The Senate IoT bill “would require that devices purchased by the US government meet certain minimum security requirements.” Perhaps most importantly, “vendors who supply the US government with IoT devices would have to ensure that their devices are patchable, do not include hard-coded passwords that can’t be changed, and are free of known security vulnerabilities, among other basic requirements.” The legislation also proposes to:
Direct the Office of Management and Budget to develop alternative network-level security requirements for devices with limited data processing and software functionality;
Direct the Department of Homeland Security’s National Protection and Programs Directorate to issue guidelines regarding cybersecurity coordinated vulnerability disclosure policies to be required by contractors providing connected devices to the U.S. Government; and
Require each executive agency to inventory all Internet-connected devices in use by the agency.
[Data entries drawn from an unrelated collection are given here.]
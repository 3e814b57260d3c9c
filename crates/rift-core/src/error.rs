//! Error types for sync runs.

use std::path::PathBuf;

use thiserror::Error;

/// A failure tied to one path in either tree.
#[derive(Debug, Error)]
pub enum EntryError {
    /// Permission denied for a path.
    #[error("permission denied: {}", path.display())]
    PermissionDenied {
        path: PathBuf,
        #[source]
        source: std::io::Error,
    },

    /// Path not found.
    #[error("path not found: {}", path.display())]
    NotFound {
        path: PathBuf,
        #[source]
        source: std::io::Error,
    },

    /// Generic I/O error.
    #[error("{}: {source}", path.display())]
    Io {
        path: PathBuf,
        #[source]
        source: std::io::Error,
    },

    /// Directory iteration failed without an underlying I/O error.
    #[error("{}: {message}", path.display())]
    Walk { path: PathBuf, message: String },
}

impl EntryError {
    /// Create an I/O error with path context.
    pub fn io(path: impl Into<PathBuf>, source: std::io::Error) -> Self {
        let path = path.into();
        match source.kind() {
            std::io::ErrorKind::PermissionDenied => Self::PermissionDenied { path, source },
            std::io::ErrorKind::NotFound => Self::NotFound { path, source },
            _ => Self::Io { path, source },
        }
    }

    /// The path the error refers to.
    pub fn path(&self) -> &PathBuf {
        match self {
            Self::PermissionDenied { path, .. }
            | Self::NotFound { path, .. }
            | Self::Io { path, .. }
            | Self::Walk { path, .. } => path,
        }
    }
}

/// Errors that abort a sync run.
#[derive(Debug, Error)]
pub enum SyncError {
    /// The forward phase failed while walking, creating or copying.
    #[error("walking source: {0}")]
    Source(#[source] EntryError),

    /// The backward phase failed while enumerating the destination.
    #[error("scanning destination: {0}")]
    Destination(#[source] EntryError),

    /// An orphan could not be deleted.
    #[error("removing {}: {source}", path.display())]
    Remove {
        path: PathBuf,
        #[source]
        source: std::io::Error,
    },

    /// Source and destination trees share a subtree.
    #[error(
        "source {} and destination {} overlap",
        source_root.display(),
        dest_root.display()
    )]
    OverlappingTrees {
        source_root: PathBuf,
        dest_root: PathBuf,
    },

    /// Source root is not a directory.
    #[error("source is not a directory: {}", path.display())]
    NotADirectory { path: PathBuf },

    /// Invalid configuration.
    #[error("invalid configuration: {message}")]
    InvalidConfig { message: String },
}

impl SyncError {
    /// Wrap an I/O failure from the forward phase.
    pub fn source_io(path: impl Into<PathBuf>, source: std::io::Error) -> Self {
        Self::Source(EntryError::io(path, source))
    }

    /// Wrap an I/O failure from the backward phase.
    pub fn destination_io(path: impl Into<PathBuf>, source: std::io::Error) -> Self {
        Self::Destination(EntryError::io(path, source))
    }
}
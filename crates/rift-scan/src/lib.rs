//! Directory traversal for rift.
//!
//! This crate walks a tree depth-first in pre-order using jwalk, serially on
//! the calling thread. A classifier callback decides, before a directory's
//! children are read, whether the walk should descend into it, yield it
//! without descending, or drop it entirely.
//!
//! # Example
//!
//! ```rust,no_run
//! use rift_scan::{TreeWalker, WalkControl};
//!
//! let walker = TreeWalker::new("/path/to/project");
//! for visit in walker.walk(|relative, is_dir| {
//!     if is_dir && relative.ends_with("node_modules") {
//!         WalkControl::Skip
//!     } else {
//!         WalkControl::Descend
//!     }
//! }) {
//!     let visit = visit.unwrap();
//!     println!("{}", visit.entry.relative);
//! }
//! ```

mod walker;

pub use walker::{TreeWalker, Visit, Walk, WalkControl};

// Re-export core types for convenience
pub use rift_core::{EntryError, EntryKind, TreeEntry};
According to Senator Warner, “This legislation would establish thorough, yet flexible, guidelines for Federal Government procurements of connected devices. My hope is that this legislation will remedy the obvious market failure that has occurred and encourage device manufacturers to compete on the security of their products.”
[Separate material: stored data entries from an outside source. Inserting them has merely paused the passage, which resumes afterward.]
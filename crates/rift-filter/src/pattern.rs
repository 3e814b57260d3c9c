//! A single gitignore-style exclusion pattern.
//!
//! Matching rules, in precedence order:
//!
//! 1. A trailing `/` makes the pattern directory-only. It never matches a
//!    file, whatever the rest of the pattern says.
//! 2. A leading `**/` matches at any depth: the remainder is tested against
//!    every component suffix of the path and against every single component.
//! 3. A pattern without `/` is unrooted: it matches if any path component
//!    (the basename included) matches.
//! 4. Any other pattern is rooted: one optional leading `/` is dropped and the
//!    whole relative path must match.
//!
//! Globs follow shell rules: `*` never crosses a `/`, `?` is one character,
//! and bracket classes are supported. Braces are literal characters, not
//! alternation. A `**` inside a rooted pattern spans any number of
//! components. Negation (`!`) is not interpreted here.

use std::fmt;

use globset::{GlobBuilder, GlobMatcher};

use crate::PatternError;

const DOUBLE_STAR_PREFIX: &str = "**/";

/// A compiled exclusion pattern.
#[derive(Debug, Clone)]
pub struct ExclusionPattern {
    raw: String,
    matcher: GlobMatcher,
}

impl ExclusionPattern {
    /// Compile a raw pattern.
    pub fn new(raw: impl Into<String>) -> Result<Self, PatternError> {
        let raw = normalize_separators(raw.into());
        let glob = escape_braces(glob_text(&raw));
        let matcher = GlobBuilder::new(&glob)
            .literal_separator(true)
            .backslash_escape(!cfg!(windows))
            .build()
            .map_err(|source| PatternError::new(raw.clone(), source))?
            .compile_matcher();
        Ok(Self { raw, matcher })
    }

    /// The pattern as written.
    pub fn as_str(&self) -> &str {
        &self.raw
    }

    /// Trailing separator present: only directories can match.
    pub fn is_dir_only(&self) -> bool {
        self.raw.ends_with('/')
    }

    /// Begins with `**/`: matches at any depth.
    pub fn is_double_star_prefixed(&self) -> bool {
        body(&self.raw).starts_with(DOUBLE_STAR_PREFIX)
    }

    /// Contains an internal separator: anchored at the tree root.
    pub fn is_rooted(&self) -> bool {
        !self.is_double_star_prefixed() && body(&self.raw).contains('/')
    }

    /// Check whether a `/`-separated relative path matches this pattern.
    pub fn matches(&self, relative: &str, is_dir: bool) -> bool {
        if self.is_dir_only() && !is_dir {
            return false;
        }

        if self.is_double_star_prefixed() {
            component_starts(relative).any(|start| {
                let suffix = &relative[start..];
                let component = suffix.split('/').next().unwrap_or(suffix);
                self.matcher.is_match(suffix) || self.matcher.is_match(component)
            })
        } else if self.is_rooted() {
            self.matcher.is_match(relative)
        } else {
            // The basename is the last component, so this covers both.
            relative.split('/').any(|part| self.matcher.is_match(part))
        }
    }
}

impl fmt::Display for ExclusionPattern {
    fn fmt(&self, f: &mut fmt::Formatter<'_>) -> fmt::Result {
        f.write_str(&self.raw)
    }
}

/// The pattern with its directory-only marker removed.
fn body(raw: &str) -> &str {
    raw.strip_suffix('/').unwrap_or(raw)
}

/// The text handed to the glob compiler for a raw pattern.
fn glob_text(raw: &str) -> &str {
    let body = body(raw);
    if let Some(suffix) = body.strip_prefix(DOUBLE_STAR_PREFIX) {
        suffix
    } else if body.contains('/') {
        body.strip_prefix('/').unwrap_or(body)
    } else {
        body
    }
}

/// Rewrite `{` and `}` outside bracket classes as one-character classes so
/// the glob compiler never sees an alternation.
fn escape_braces(glob: &str) -> String {
    let mut out = String::with_capacity(glob.len());
    let mut chars = glob.chars().peekable();
    let mut in_class = false;

    while let Some(c) = chars.next() {
        match c {
            '\\' if !cfg!(windows) => {
                out.push(c);
                if let Some(escaped) = chars.next() {
                    out.push(escaped);
                }
            }
            '[' if !in_class => {
                in_class = true;
                out.push(c);
                // A leading `]` (after an optional negation) is a member.
                if let Some(&neg @ ('!' | '^')) = chars.peek() {
                    out.push(neg);
                    chars.next();
                }
                if chars.peek() == Some(&']') {
                    out.push(']');
                    chars.next();
                }
            }
            ']' if in_class => {
                in_class = false;
                out.push(c);
            }
            '{' | '}' if !in_class => {
                out.push('[');
                out.push(c);
                out.push(']');
            }
            _ => out.push(c),
        }
    }
    out
}

/// Byte offsets where each component of a relative path starts.
fn component_starts(relative: &str) -> impl Iterator<Item = usize> + '_ {
    std::iter::once(0).chain(relative.match_indices('/').map(|(i, _)| i + 1))
}

#[cfg(windows)]
fn normalize_separators(raw: String) -> String {
    raw.replace('\\', "/")
}

#[cfg(not(windows))]
fn normalize_separators(raw: String) -> String {
    raw
}
//! Sync configuration types.

use std::path::PathBuf;

use derive_builder::Builder;
use serde::{Deserialize, Serialize};

/// Configuration for one sync run: the source root, the destination root and
/// the exclusion patterns applied to the source.
#[derive(Debug, Clone, Builder, Serialize, Deserialize)]
#[builder(setter(into), build_fn(validate = "Self::validate"))]
pub struct SyncConfig {
    /// Root of the tree to mirror.
    pub source: PathBuf,

    /// Root of the mirror. Created if missing.
    pub destination: PathBuf,

    /// Exclusion patterns (gitignore syntax, negations already removed).
    #[builder(default)]
    #[serde(default)]
    pub exclude_patterns: Vec<String>,

    /// Apply source permission bits to created directories and files.
    #[builder(default = "true")]
    #[serde(default = "default_true")]
    pub preserve_permissions: bool,

    /// Refuse to run when one root lies inside the other.
    #[builder(default = "true")]
    #[serde(default = "default_true")]
    pub reject_overlap: bool,
}

fn default_true() -> bool {
    true
}

impl SyncConfigBuilder {
    fn validate(&self) -> Result<(), String> {
        match self.source {
            Some(ref source) if source.as_os_str().is_empty() => {
                return Err("Source path cannot be empty".to_string());
            }
            None => return Err("Source path is required".to_string()),
            _ => {}
        }
        match self.destination {
            Some(ref dest) if dest.as_os_str().is_empty() => {
                Err("Destination path cannot be empty".to_string())
            }
            None => Err("Destination path is required".to_string()),
            _ => Ok(()),
        }
    }
}

impl SyncConfig {
    /// Create a new sync config builder.
    pub fn builder() -> SyncConfigBuilder {
        SyncConfigBuilder::default()
    }

    /// Create a simple config mirroring `source` into `destination`.
    pub fn new(source: impl Into<PathBuf>, destination: impl Into<PathBuf>) -> Self {
        Self {
            source: source.into(),
            destination: destination.into(),
            exclude_patterns: Vec::new(),
            preserve_permissions: true,
            reject_overlap: true,
        }
    }

    /// Replace the exclusion patterns.
    pub fn with_patterns<I, S>(mut self, patterns: I) -> Self
    where
        I: IntoIterator<Item = S>,
        S: Into<String>,
    {
        self.exclude_patterns = patterns.into_iter().map(Into::into).collect();
        self
    }
}

#[cfg(test)]
mod tests {
    use super::*;

    #[test]
    fn test_config_builder() {
        let config = SyncConfig::builder()
            .source("/home/user/project")
            .destination("/backup/project")
            .exclude_patterns(vec!["*.log".to_string()])
            .build()
            .unwrap();

        assert_eq!(config.source, PathBuf::from("/home/user/project"));
        assert_eq!(config.destination, PathBuf::from("/backup/project"));
        assert_eq!(config.exclude_patterns, vec!["*.log".to_string()]);
        assert!(config.preserve_permissions);
        assert!(config.reject_overlap);
    }

    #[test]
    fn test_config_builder_requires_roots() {
        assert!(SyncConfig::builder().destination("/backup").build().is_err());
        assert!(SyncConfig::builder().source("/src").build().is_err());
        assert!(SyncConfig::builder()
            .source("")
            .destination("/backup")
            .build()
            .is_err());
    }

    #[test]
    fn test_config_simple() {
        let config = SyncConfig::new("/src", "/dest").with_patterns(["target/", "*.tmp"]);
        assert_eq!(config.exclude_patterns.len(), 2);
        assert!(config.reject_overlap);
    }
}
Representative Kelly’s bill aims to closely track S. 1691, but will include additional provisions to, for example, create an Emerging Technologies Advisory Board. This Board is to include representatives from the National Institute of Standards and Technology, the Department of Homeland Security, the General Services Administration, the National Telecommunications and Information Administration, the Federal Communications Commission, the Federal Trade Commission, and the Attorney General’s office. Representative Kelly’s bill also lays the groundwork for “guidelines regarding the coordinated disclosure of security vulnerabilities and defects.”